> _TASK TO COMPLETE_
Where the material below has a line containing "and trailing CRC.", start repeating exactly, and keep going through the line containing "a boolean value.", with no other lines.
• • • • • • •
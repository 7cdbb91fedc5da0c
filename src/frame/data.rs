use super::{RawData, Word};
use byteorder::{BigEndian, ByteOrder};

/// Modbus data (u16 values), borrowed from a request payload.
#[derive(Debug, Clone, Copy, PartialEq, Eq)]
pub struct Data<'d> {
    pub(crate) data: RawData<'d>,
    pub(crate) quantity: usize,
}

impl<'d> Data<'d> {
    /// Quantity of words (u16 values)
    #[must_use]
    pub const fn len(&self) -> usize {
        self.quantity
    }

    /// Returns `true` if the container has no items.
    #[must_use]
    pub const fn is_empty(&self) -> bool {
        self.quantity == 0
    }

    /// Get a specific word.
    #[must_use]
    pub fn get(&self, idx: usize) -> Option<Word> {
        if idx + 1 > self.quantity {
            return None;
        }
        let idx = idx * 2;
        Some(BigEndian::read_u16(&self.data[idx..idx + 2]))
    }
}

/// Data iterator
#[derive(Debug, Clone, PartialEq, Eq)]
pub struct DataIter<'d> {
    cnt: usize,
    data: Data<'d>,
}

impl Iterator for DataIter<'_> {
    type Item = Word;

    fn next(&mut self) -> Option<Self::Item> {
        let result = self.data.get(self.cnt);
        self.cnt += 1;
        result
    }
}

impl<'d> IntoIterator for Data<'d> {
    type Item = Word;
    type IntoIter = DataIter<'d>;

    fn into_iter(self) -> Self::IntoIter {
        DataIter { cnt: 0, data: self }
    }
}
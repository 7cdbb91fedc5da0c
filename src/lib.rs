// SPDX-License-Identifier: MIT OR Apache-2.0

#![doc = include_str!("../README.md")]

mod codec;
mod error;
mod frame;
mod util;

pub mod device;
pub mod server;

pub use codec::rtu;
pub use error::*;
pub use frame::*;
pub use util::Coil;
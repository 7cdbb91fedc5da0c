//! Modbus RTU framing: CRC16, deterministic frame lengths and response encoding.

use crate::frame::{ResponseAdu, SlaveId};
use byteorder::{BigEndian, ByteOrder};

// [MODBUS over Serial Line Specification and Implementation Guide V1.02](http://modbus.org/docs/Modbus_over_serial_line_V1_02.pdf), page 13
// "The maximum size of a MODBUS RTU frame is 256 bytes."
pub const MAX_FRAME_LEN: usize = 256;

/// Smallest possible ADU: unit address, function code and the CRC.
pub const MIN_FRAME_LEN: usize = 4;

/// Unit addresses outside `1..=247` cannot start a valid frame.
pub(crate) const fn plausible_unit_address(byte: u8) -> bool {
    byte >= 1 && byte <= 247
}

/// An extracted RTU frame.
#[derive(Debug, Clone, Copy, PartialEq, Eq)]
pub struct DecodedFrame<'a> {
    pub slave: SlaveId,
    pub pdu: &'a [u8],
}

/// Result of probing a buffer for a frame at a fixed offset.
#[derive(Debug, Clone, Copy, PartialEq, Eq)]
pub(crate) enum FrameCheck {
    /// Not enough bytes buffered to decide.
    Incomplete,
    /// Enough bytes, but the trailing CRC does not match.
    Invalid,
    /// A CRC-valid frame of the given ADU length.
    Valid(usize),
}

/// Calculate the CRC (Cyclic Redundancy Check) sum.
///
/// The result is pre-swapped so that `to_be_bytes()` yields the on-wire
/// order (low byte first, high byte second).
#[must_use]
pub fn crc16(data: &[u8]) -> u16 {
    let mut crc = 0xFFFF;
    for x in data {
        crc ^= u16::from(*x);
        for _ in 0..8 {
            if (crc & 0x0001) != 0 {
                crc >>= 1;
                crc ^= 0xA001;
            } else {
                crc >>= 1;
            }
        }
    }
    crc.rotate_right(8)
}

/// Extract the expected ADU length out of a request buffer.
///
/// `None` means the length is not knowable yet (more bytes needed).
/// Function codes without an entry in the table map to the minimum frame
/// length, so that corrupt input always reaches the CRC check and from
/// there the resynchronization logic.
#[must_use]
pub const fn request_adu_len(adu_buf: &[u8]) -> Option<usize> {
    if adu_buf.len() < 2 {
        return None;
    }
    let fn_code = adu_buf[1];
    match fn_code {
        0x01..=0x06 => Some(8),
        0x0F | 0x10 => {
            if adu_buf.len() > 6 {
                Some(9 + adu_buf[6] as usize)
            } else {
                // incomplete frame
                None
            }
        }
        0x11 => Some(4),
        0x2B => Some(7),
        _ => Some(MIN_FRAME_LEN),
    }
}

/// Probe for a request frame starting at `start`.
pub(crate) fn check_frame_at(buf: &[u8], start: usize) -> FrameCheck {
    let window = &buf[start..];
    let Some(adu_len) = request_adu_len(window) else {
        return FrameCheck::Incomplete;
    };
    if window.len() < adu_len {
        return FrameCheck::Incomplete;
    }
    let (data, crc_buf) = window[..adu_len].split_at(adu_len - 2);
    let expected_crc = BigEndian::read_u16(crc_buf);
    if expected_crc == crc16(data) {
        FrameCheck::Valid(adu_len)
    } else {
        FrameCheck::Invalid
    }
}

/// Extract a CRC-verified request frame from the front of a buffer.
///
/// Returns `Ok(None)` while the frame is still incomplete and
/// `Err(Error::Crc)` when the buffered candidate fails verification.
pub fn extract_frame(buf: &[u8]) -> Result<Option<DecodedFrame<'_>>, crate::Error> {
    match check_frame_at(buf, 0) {
        FrameCheck::Incomplete => Ok(None),
        FrameCheck::Invalid => {
            let adu_len = request_adu_len(buf).unwrap_or(MIN_FRAME_LEN);
            let expected = BigEndian::read_u16(&buf[adu_len - 2..adu_len]);
            Err(crate::Error::Crc(expected, crc16(&buf[..adu_len - 2])))
        }
        FrameCheck::Valid(adu_len) => {
            let (adu, _) = buf[..adu_len].split_at(adu_len - 2);
            let (slave, pdu) = adu.split_at(1);
            Ok(Some(DecodedFrame {
                slave: slave[0],
                pdu,
            }))
        }
    }
}

/// Encode an RTU response: unit address, PDU and trailing CRC.
///
/// The produced bytes are byte-identical to what the extraction logic
/// accepts on the next round trip.
pub fn encode_response(adu: &ResponseAdu, buf: &mut Vec<u8>) {
    let start = buf.len();
    buf.push(adu.hdr.slave);
    adu.pdu.encode(buf);
    let crc = crc16(&buf[start..]);
    buf.extend_from_slice(&crc.to_be_bytes());
}
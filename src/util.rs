//! Common helpers

use crate::error::Error;

/// A coil represents a single bit.
///
/// - `true` is equivalent to `ON`, `1` and `0xFF00`.
/// - `false` is equivalent to `OFF`, `0` and `0x0000`.
pub type Coil = bool;

/// Turn a bool into a u16 coil value
#[must_use]
pub const fn bool_to_u16_coil(state: bool) -> u16 {
    if state {
        0xFF00
    } else {
        0x0000
    }
}

/// Turn a u16 coil value into a boolean value.
pub const fn u16_coil_to_bool(coil: u16) -> Result<bool, Error> {
    match coil {
        0xFF00 => Ok(true),
        0x0000 => Ok(false),
        _ => Err(Error::CoilValue(coil)),
    }
}

/// Calculate the number of bytes required for a given number of coils.
#[must_use]
pub const fn packed_coils_len(bitcount: usize) -> usize {
    bitcount.div_ceil(8)
}

/// Pack coils into a byte vector.
#[must_use]
pub fn pack_coils(coils: &[Coil]) -> Vec<u8> {
    let mut bytes = vec![0; packed_coils_len(coils.len())];
    coils.iter().enumerate().for_each(|(i, b)| {
        let v = u8::from(*b);
        bytes[i / 8] |= v << (i % 8);
    });
    bytes
}

/// Unpack `count` coils from a byte slice.
pub fn unpack_coils(bytes: &[u8], count: u16) -> Result<Vec<Coil>, Error> {
    if bytes.len() < packed_coils_len(count as usize) {
        return Err(Error::BufferSize);
    }
    Ok((0..count)
        .map(|i| (bytes[(i / 8) as usize] >> (i % 8)) & 0b1 > 0)
        .collect())
}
• • • • • • •
> _WRITTEN RESPONSE_
/// Encode an RTU response: unit address, PDU and trailing CRC.
///
/// The produced bytes are byte-identical to what the extraction logic
/// accepts on the next round trip.
pub fn encode_response(adu: &ResponseAdu, buf: &mut Vec<u8>) {
    let start = buf.len();
    buf.push(adu.hdr.slave);
    adu.pdu.encode(buf);
    let crc = crc16(&buf[start..]);
    buf.extend_from_slice(&crc.to_be_bytes());
}
filename src/util.rs
//! Common helpers

use crate::error::Error;

/// A coil represents a single bit.
///
/// - `true` is equivalent to `ON`, `1` and `0xFF00`.
/// - `false` is equivalent to `OFF`, `0` and `0x0000`.
pub type Coil = bool;

/// Turn a bool into a u16 coil value
#[must_use]
pub const fn bool_to_u16_coil(state: bool) -> u16 {
    if state {
        0xFF00
    } else {
        0x0000
    }
}

/// Turn a u16 coil value into a boolean value.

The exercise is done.